Smallpox is a contagious, disfiguring, and often deadly disease caused by the variola virus. It was eradicated worldwide by 1980 through a global immunization campaign. However, concerns remain regarding its potential use in biological warfare.


Symptoms of smallpox typically appear 12 to 14 days after infection and include fever, fatigue, back pain, and a characteristic rash of red spots that progress to fluid-filled blisters before forming scabs.


Smallpox is transmitted directly from person to person through respiratory droplets or indirectly via contaminated items. The virus can also be spread as a terrorist weapon, although this is considered a remote threat.


While most people survive smallpox, severe forms of the disease can be fatal, especially in pregnant women and those with weakened immune systems. Scarring and blindness are common complications among survivors.


Diagnosing smallpox early is crucial to prevent its spread. Definitive testing involves taking a tissue sample from the skin lesions of an infected individual.


There is no specific cure for smallpox. Treatment focuses on managing symptoms and preventing dehydration. Antibiotics may be used if secondary bacterial infections develop.


During an outbreak, infected individuals are isolated to prevent transmission. Contacts receive the smallpox vaccine within four days of exposure. Routine vaccination is not recommended due to the vaccine's potential risks outweighing the benefits in the absence of an outbreak.


  1. Is smallpox still around today?

Smallpox was declared eradicated in 1980, but samples of the virus are kept for research purposes.

  1. What are the early symptoms of smallpox?

Early symptoms include fever, fatigue, headache, and back pain before the characteristic rash appears.

  1. How is smallpox transmitted?

Smallpox spreads through respiratory droplets or contact with contaminated items.

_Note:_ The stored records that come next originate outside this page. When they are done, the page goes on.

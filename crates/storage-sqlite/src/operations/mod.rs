//! SQLite storage implementation for operations.

mod model;
mod repository;

pub use model::OperationDB;
pub use repository::OperationRepository;
//! SQLite repository for snapshot persistence.
//!
//! Reads run on pooled connections; every mutation goes through the write
//! actor, so one `upsert_many` or `delete_in_range` call is one immediate
//! transaction. Parent rows are written first and their database ids are
//! taken from the insert's RETURNING clause before any child row is built.

use async_trait::async_trait;
use chrono::NaiveDate;
use diesel::prelude::*;
use diesel::r2d2::{ConnectionManager, Pool};
use diesel::sql_query;
use diesel::sql_types::Text;
use diesel::sqlite::{Sqlite, SqliteConnection};
use log::debug;
use std::collections::BTreeMap;
use std::sync::Arc;

use tradelens_core::constants::{DATE_FORMAT, TIMESTAMP_FORMAT};
use tradelens_core::snapshot::{AccountSnapshot, InstrumentSnapshot, SnapshotRepositoryTrait};
use tradelens_core::Result;

use super::model::{
    parse_calculated_at, parse_date, AccountSnapshotDB, CurrencySnapshotDB,
    NewInstrumentSnapshotRow,
};
use crate::db::{get_connection, WriteHandle};
use crate::errors::StorageError;
use crate::schema::{account_snapshots, instrument_currency_snapshots, instrument_snapshots};

const CURRENCY_SNAPSHOT_COLUMNS: &str = "parent_id, account_id, instrument_id, currency, \
     snapshot_date, total_shares, cost_basis, realized_gains, realized_pct, unrealized_gains, \
     unrealized_pct, options_income, dividends_received, other_income, commissions, fees, \
     net_cash_flow, has_open_trades, open_lots, calculated_at";

const ACCOUNT_SNAPSHOT_COLUMNS: &str = "account_id, currency, snapshot_date, total_shares, \
     cost_basis, realized_gains, realized_pct, unrealized_gains, unrealized_pct, options_income, \
     dividends_received, other_income, commissions, fees, net_cash_flow, has_open_trades, \
     calculated_at";

pub struct SnapshotRepository {
    pool: Arc<Pool<ConnectionManager<SqliteConnection>>>,
    writer: WriteHandle,
}

impl SnapshotRepository {
    pub fn new(pool: Arc<Pool<ConnectionManager<SqliteConnection>>>, writer: WriteHandle) -> Self {
        Self { pool, writer }
    }

    /// Groups child rows back into per-instrument parent snapshots.
    fn assemble_parents(children: Vec<CurrencySnapshotDB>) -> Vec<InstrumentSnapshot> {
        let mut grouped: BTreeMap<(String, String), InstrumentSnapshot> = BTreeMap::new();
        for child in children {
            let key = (child.instrument_id.clone(), child.snapshot_date.clone());
            let parent = grouped.entry(key).or_insert_with(|| InstrumentSnapshot {
                id: Some(child.parent_id),
                account_id: child.account_id.clone(),
                instrument_id: child.instrument_id.clone(),
                date: parse_date(&child.snapshot_date),
                calculated_at: parse_calculated_at(&child.calculated_at),
                currencies: Vec::new(),
            });
            parent.currencies.push(child.into());
        }
        grouped.into_values().collect()
    }
}

#[async_trait]
impl SnapshotRepositoryTrait for SnapshotRepository {
    /// Latest child row per (instrument, currency) strictly before `date`,
    /// fetched with one window-function query.
    fn get_latest_before(
        &self,
        account_id: &str,
        instrument_ids: &[String],
        date: NaiveDate,
    ) -> Result<Vec<InstrumentSnapshot>> {
        if instrument_ids.is_empty() {
            return Ok(Vec::new());
        }
        let mut conn = get_connection(&self.pool)?;

        let placeholders: String = instrument_ids
            .iter()
            .map(|_| "?")
            .collect::<Vec<&str>>()
            .join(", ");
        let sql = format!(
            "WITH RankedSnapshots AS ( \
                SELECT {cols}, \
                    ROW_NUMBER() OVER (PARTITION BY instrument_id, currency \
                                       ORDER BY snapshot_date DESC) as rn \
                FROM instrument_currency_snapshots \
                WHERE account_id = ? AND instrument_id IN ({placeholders}) \
                    AND snapshot_date < ? \
            ) \
            SELECT {cols} FROM RankedSnapshots WHERE rn = 1",
            cols = CURRENCY_SNAPSHOT_COLUMNS,
            placeholders = placeholders,
        );

        let mut query = sql_query(sql).into_boxed::<Sqlite>();
        query = query.bind::<Text, _>(account_id.to_string());
        for instrument_id in instrument_ids {
            query = query.bind::<Text, _>(instrument_id);
        }
        query = query.bind::<Text, _>(date.format(DATE_FORMAT).to_string());

        let children: Vec<CurrencySnapshotDB> = query
            .load::<CurrencySnapshotDB>(&mut conn)
            .map_err(StorageError::from)?;

        let mut baselines = Self::assemble_parents(children);
        // Baselines are read-only inputs; clearing their ids keeps later
        // upserts from adopting a row outside the written range.
        for parent in &mut baselines {
            parent.id = None;
        }
        Ok(baselines)
    }

    fn get_in_range(
        &self,
        account_id: &str,
        instrument_ids: &[String],
        start: NaiveDate,
        end: NaiveDate,
    ) -> Result<Vec<InstrumentSnapshot>> {
        let mut conn = get_connection(&self.pool)?;
        let children = instrument_currency_snapshots::table
            .filter(instrument_currency_snapshots::account_id.eq(account_id))
            .filter(instrument_currency_snapshots::instrument_id.eq_any(instrument_ids))
            .filter(
                instrument_currency_snapshots::snapshot_date
                    .ge(start.format(DATE_FORMAT).to_string()),
            )
            .filter(
                instrument_currency_snapshots::snapshot_date
                    .le(end.format(DATE_FORMAT).to_string()),
            )
            .order(instrument_currency_snapshots::snapshot_date.asc())
            .select(CurrencySnapshotDB::as_select())
            .load::<CurrencySnapshotDB>(&mut conn)
            .map_err(StorageError::from)?;
        Ok(Self::assemble_parents(children))
    }

    fn get_account_latest_before(
        &self,
        account_id: &str,
        date: NaiveDate,
    ) -> Result<Vec<AccountSnapshot>> {
        let mut conn = get_connection(&self.pool)?;
        let sql = format!(
            "WITH RankedSnapshots AS ( \
                SELECT {cols}, \
                    ROW_NUMBER() OVER (PARTITION BY currency \
                                       ORDER BY snapshot_date DESC) as rn \
                FROM account_snapshots \
                WHERE account_id = ? AND snapshot_date < ? \
            ) \
            SELECT {cols} FROM RankedSnapshots WHERE rn = 1",
            cols = ACCOUNT_SNAPSHOT_COLUMNS,
        );

        let rows: Vec<AccountSnapshotDB> = sql_query(sql)
            .bind::<Text, _>(account_id.to_string())
            .bind::<Text, _>(date.format(DATE_FORMAT).to_string())
            .load::<AccountSnapshotDB>(&mut conn)
            .map_err(StorageError::from)?;
        Ok(rows.into_iter().map(|row| row.into_domain(None)).collect())
    }

    fn get_account_in_range(
        &self,
        account_id: &str,
        start: NaiveDate,
        end: NaiveDate,
    ) -> Result<Vec<AccountSnapshot>> {
        let mut conn = get_connection(&self.pool)?;
        let rows: Vec<(i64, AccountSnapshotDB)> = account_snapshots::table
            .filter(account_snapshots::account_id.eq(account_id))
            .filter(account_snapshots::snapshot_date.ge(start.format(DATE_FORMAT).to_string()))
            .filter(account_snapshots::snapshot_date.le(end.format(DATE_FORMAT).to_string()))
            .order(account_snapshots::snapshot_date.asc())
            .select((account_snapshots::id, AccountSnapshotDB::as_select()))
            .load(&mut conn)
            .map_err(StorageError::from)?;
        Ok(rows
            .into_iter()
            .map(|(id, row)| row.into_domain(Some(id)))
            .collect())
    }

    async fn upsert_many(
        &self,
        instrument_snapshots_in: &[InstrumentSnapshot],
        account_snapshots_in: &[AccountSnapshot],
    ) -> Result<usize> {
        if instrument_snapshots_in.is_empty() && account_snapshots_in.is_empty() {
            debug!("upsert_many called with nothing to save.");
            return Ok(0);
        }

        let parents = instrument_snapshots_in.to_vec();
        let accounts = account_snapshots_in.to_vec();

        self.writer
            .exec(move |conn| {
                let written = parents.len();
                for parent in parents {
                    upsert_instrument_snapshot(conn, parent)?;
                }
                for account in accounts {
                    let row = AccountSnapshotDB::from(account);
                    diesel::insert_into(account_snapshots::table)
                        .values(&row)
                        .on_conflict((
                            account_snapshots::account_id,
                            account_snapshots::currency,
                            account_snapshots::snapshot_date,
                        ))
                        .do_update()
                        .set(&row)
                        .execute(conn)
                        .map_err(StorageError::from)?;
                }
                debug!("Upserted {} instrument snapshot rows", written);
                Ok(written)
            })
            .await
    }

    async fn delete_in_range(
        &self,
        account_id: &str,
        start: NaiveDate,
        end: NaiveDate,
    ) -> Result<usize> {
        let account_owned = account_id.to_string();
        let start_str = start.format(DATE_FORMAT).to_string();
        let end_str = end.format(DATE_FORMAT).to_string();

        self.writer
            .exec(move |conn| {
                // Children go with their parents via ON DELETE CASCADE.
                let parents = diesel::delete(
                    instrument_snapshots::table
                        .filter(instrument_snapshots::account_id.eq(&account_owned))
                        .filter(instrument_snapshots::snapshot_date.ge(&start_str))
                        .filter(instrument_snapshots::snapshot_date.le(&end_str)),
                )
                .execute(conn)
                .map_err(StorageError::from)?;

                let accounts = diesel::delete(
                    account_snapshots::table
                        .filter(account_snapshots::account_id.eq(&account_owned))
                        .filter(account_snapshots::snapshot_date.ge(&start_str))
                        .filter(account_snapshots::snapshot_date.le(&end_str)),
                )
                .execute(conn)
                .map_err(StorageError::from)?;
                Ok(parents + accounts)
            })
            .await
    }
}

/// Writes one parent row and its children. Runs inside the write actor's
/// transaction. The parent's id is resolved first (update in place when
/// known, insert-or-update with RETURNING otherwise); children are then
/// replaced wholesale under that id.
fn upsert_instrument_snapshot(
    conn: &mut SqliteConnection,
    parent: InstrumentSnapshot,
) -> Result<()> {
    let new_row = NewInstrumentSnapshotRow {
        account_id: parent.account_id.clone(),
        instrument_id: parent.instrument_id.clone(),
        snapshot_date: parent.date.format(DATE_FORMAT).to_string(),
        calculated_at: parent.calculated_at.format(TIMESTAMP_FORMAT).to_string(),
    };

    let parent_id: i64 = match parent.id {
        Some(id) => {
            diesel::update(instrument_snapshots::table.find(id))
                .set(&new_row)
                .execute(conn)
                .map_err(StorageError::from)?;
            id
        }
        None => diesel::insert_into(instrument_snapshots::table)
            .values(&new_row)
            .on_conflict((
                instrument_snapshots::account_id,
                instrument_snapshots::instrument_id,
                instrument_snapshots::snapshot_date,
            ))
            .do_update()
            .set(instrument_snapshots::calculated_at.eq(new_row.calculated_at.clone()))
            .returning(instrument_snapshots::id)
            .get_result(conn)
            .map_err(StorageError::from)?,
    };

    diesel::delete(
        instrument_currency_snapshots::table
            .filter(instrument_currency_snapshots::parent_id.eq(parent_id)),
    )
    .execute(conn)
    .map_err(StorageError::from)?;

    let children: Vec<CurrencySnapshotDB> = parent
        .currencies
        .iter()
        .map(|child| CurrencySnapshotDB::from_domain(child, parent_id))
        .collect();
    diesel::insert_into(instrument_currency_snapshots::table)
        .values(&children)
        .execute(conn)
        .map_err(StorageError::from)?;
    Ok(())
}
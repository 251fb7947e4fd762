//! Chronological batch snapshot calculation.
//!
//! Replays the prefetched range date by date, folding each day's movements
//! onto per-key running state and aggregating the per-instrument cells into
//! account-level rows. Pure computation: persistence happens afterwards in
//! one transaction.
//!
//! Snapshot rows are materialized only for dates on which the account had
//! at least one movement; on such a date every known key gets a row, with
//! movement-free keys carried forward.

use chrono::NaiveDate;
use log::{error, warn};
use rust_decimal::Decimal;
use std::collections::BTreeMap;
use std::time::Instant;

use super::{BatchLoadData, BatchMetrics, CellError};
use crate::movements::{Movement, MovementKey};
use crate::snapshot::{
    carry_forward, continue_from, first_appearance, AccountSnapshot, CurrencySnapshot,
    InstrumentSnapshot, SnapshotFigures,
};

/// Result of one batch calculation, ready for persistence.
#[derive(Debug, Default)]
pub struct BatchOutput {
    pub instrument_snapshots: Vec<InstrumentSnapshot>,
    pub account_snapshots: Vec<AccountSnapshot>,
    pub metrics: BatchMetrics,
}

pub struct BatchCalculator {
    account_id: String,
}

impl BatchCalculator {
    pub fn new(account_id: &str) -> Self {
        BatchCalculator {
            account_id: account_id.to_string(),
        }
    }

    pub fn calculate(&self, data: &BatchLoadData) -> BatchOutput {
        let started = Instant::now();
        let mut output = BatchOutput::default();

        // Running per-key state, seeded from the persisted baselines.
        let mut states: BTreeMap<MovementKey, CurrencySnapshot> = data.baselines.clone();

        // Account-level cash that is not attributable to any instrument
        // (transfers). Seeded as the account baseline's net flow minus what
        // the instrument baselines already explain.
        let mut cash_flow: BTreeMap<String, Decimal> = BTreeMap::new();
        for (currency, baseline) in &data.account_baselines {
            let instrument_part: Decimal = states
                .values()
                .filter(|s| &s.currency == currency)
                .map(|s| s.figures.net_cash_flow)
                .sum();
            cash_flow.insert(
                currency.clone(),
                baseline.figures.net_cash_flow - instrument_part,
            );
        }

        for date in data.movement_dates() {
            output.metrics.dates_processed += 1;
            self.calculate_date(data, date, &mut states, &mut cash_flow, &mut output);
        }

        output.metrics.instrument_rows = output.instrument_snapshots.len();
        output.metrics.account_rows = output.account_snapshots.len();
        output.metrics.duration_ms = started.elapsed().as_millis() as u64;
        if !output.metrics.cell_errors.is_empty() {
            error!(
                "Batch calculation for account {} finished with {} cell errors",
                self.account_id,
                output.metrics.cell_errors.len()
            );
        }
        output
    }

    fn calculate_date(
        &self,
        data: &BatchLoadData,
        date: NaiveDate,
        states: &mut BTreeMap<MovementKey, CurrencySnapshot>,
        cash_flow: &mut BTreeMap<String, Decimal>,
        output: &mut BatchOutput,
    ) {
        // Every key that has appeared so far gets a row on a movement date.
        let mut keys: Vec<MovementKey> = states.keys().cloned().collect();
        for key in data.movements.keys() {
            if !states.contains_key(key) && data.movements[key].contains_key(&date) {
                keys.push(key.clone());
            }
        }

        let mut cells: Vec<CurrencySnapshot> = Vec::with_capacity(keys.len());
        for key in keys {
            let day_movements = data
                .movements
                .get(&key)
                .and_then(|by_date| by_date.get(&date));
            let mark_price = data.price_at(&key.instrument_id, &key.currency, date);

            let next = match (states.get(&key), day_movements) {
                (Some(previous), Some(movements)) => {
                    continue_from(previous, movements, date, mark_price)
                }
                (None, Some(movements)) => first_appearance(
                    &self.account_id,
                    &key.instrument_id,
                    &key.currency,
                    movements,
                    date,
                    mark_price,
                ),
                (Some(previous), None) => Ok(carry_forward(previous, date, mark_price)),
                (None, None) => continue,
            };
            output.metrics.cells_calculated += 1;

            match next {
                Ok(snapshot) => {
                    states.insert(key, snapshot.clone());
                    cells.push(snapshot);
                }
                Err(err) => {
                    warn!(
                        "Snapshot cell {}/{} on {} failed: {}",
                        key.instrument_id, key.currency, date, err
                    );
                    output.metrics.cell_errors.push(CellError {
                        instrument_id: key.instrument_id.clone(),
                        currency: key.currency.clone(),
                        date,
                        message: err.to_string(),
                    });
                    // Keep yesterday's state so later dates still compute.
                    if let Some(previous) = states.get(&key).cloned() {
                        let carried = carry_forward(&previous, date, mark_price);
                        states.insert(key, carried.clone());
                        cells.push(carried);
                    }
                }
            }
        }

        self.collect_instrument_rows(data, date, cells, output);
        self.collect_account_rows(data, date, states, cash_flow, output);
    }

    /// Groups the date's cells under per-instrument parent rows, adopting
    /// the identity of already persisted rows where one exists.
    fn collect_instrument_rows(
        &self,
        data: &BatchLoadData,
        date: NaiveDate,
        cells: Vec<CurrencySnapshot>,
        output: &mut BatchOutput,
    ) {
        let mut by_instrument: BTreeMap<String, Vec<CurrencySnapshot>> = BTreeMap::new();
        for cell in cells {
            by_instrument
                .entry(cell.instrument_id.clone())
                .or_default()
                .push(cell);
        }

        for (instrument_id, mut currencies) in by_instrument {
            let existing_id = data
                .existing_instrument_ids
                .get(&(instrument_id.clone(), date))
                .copied();
            if let Some(id) = existing_id {
                for child in &mut currencies {
                    child.parent_id = Some(id);
                }
            }
            let calculated_at = currencies
                .first()
                .map(|c| c.calculated_at)
                .unwrap_or_else(|| chrono::Utc::now().naive_utc());
            output.instrument_snapshots.push(InstrumentSnapshot {
                id: existing_id,
                account_id: self.account_id.clone(),
                instrument_id,
                date,
                calculated_at,
                currencies,
            });
        }
    }

    /// Aggregates the running per-key states into one account row per
    /// currency, adding the unattributed cash flow from transfers.
    fn collect_account_rows(
        &self,
        data: &BatchLoadData,
        date: NaiveDate,
        states: &BTreeMap<MovementKey, CurrencySnapshot>,
        cash_flow: &mut BTreeMap<String, Decimal>,
        output: &mut BatchOutput,
    ) {
        for (currency, by_date) in &data.cash_movements {
            if let Some(day) = by_date.get(&date) {
                let delta: Decimal = day.iter().map(Movement::net_cash_flow).sum();
                *cash_flow.entry(currency.clone()).or_default() += delta;
            }
        }

        let mut currencies: Vec<String> = states
            .values()
            .map(|s| s.currency.clone())
            .chain(cash_flow.keys().cloned())
            .collect();
        currencies.sort_unstable();
        currencies.dedup();

        for currency in currencies {
            let mut figures = SnapshotFigures::default();
            for state in states.values().filter(|s| s.currency == currency) {
                figures.accumulate(&state.figures);
            }
            figures.net_cash_flow += cash_flow.get(&currency).copied().unwrap_or(Decimal::ZERO);
            figures.refresh_percentages();

            let mut row = AccountSnapshot::baseline(&self.account_id, &currency);
            row.id = data
                .existing_account_ids
                .get(&(currency.clone(), date))
                .copied();
            row.date = date;
            row.figures = figures;
            output.account_snapshots.push(row);
        }
    }
}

  1. Can you get smallpox from animals?

No, smallpox is a human disease and does not infect animals.

  1. Is there a cure for smallpox?

There is no specific treatment for smallpox; management focuses on symptom relief.

  1. What are the long-term effects of surviving smallpox?

Survivors may have severe scarring, particularly on the face, arms, and legs, and may experience vision problems.

  1. Why isn't routine vaccination for smallpox recommended?

The vaccine carries risks of serious complications, so it is reserved for specific situations like outbreaks.

  1. Can you still get vaccinated against smallpox today?

Vaccination is available for select groups at higher risk of exposure to the virus.

  1. How can smallpox be diagnosed?

Definitive testing involves taking a tissue sample from the skin lesions of an infected person.

  1. What precautions are taken in case of a suspected smallpox outbreak?

Infected individuals are isolated, contacts are vaccinated promptly, and public health authorities implement containment measures to prevent further spread.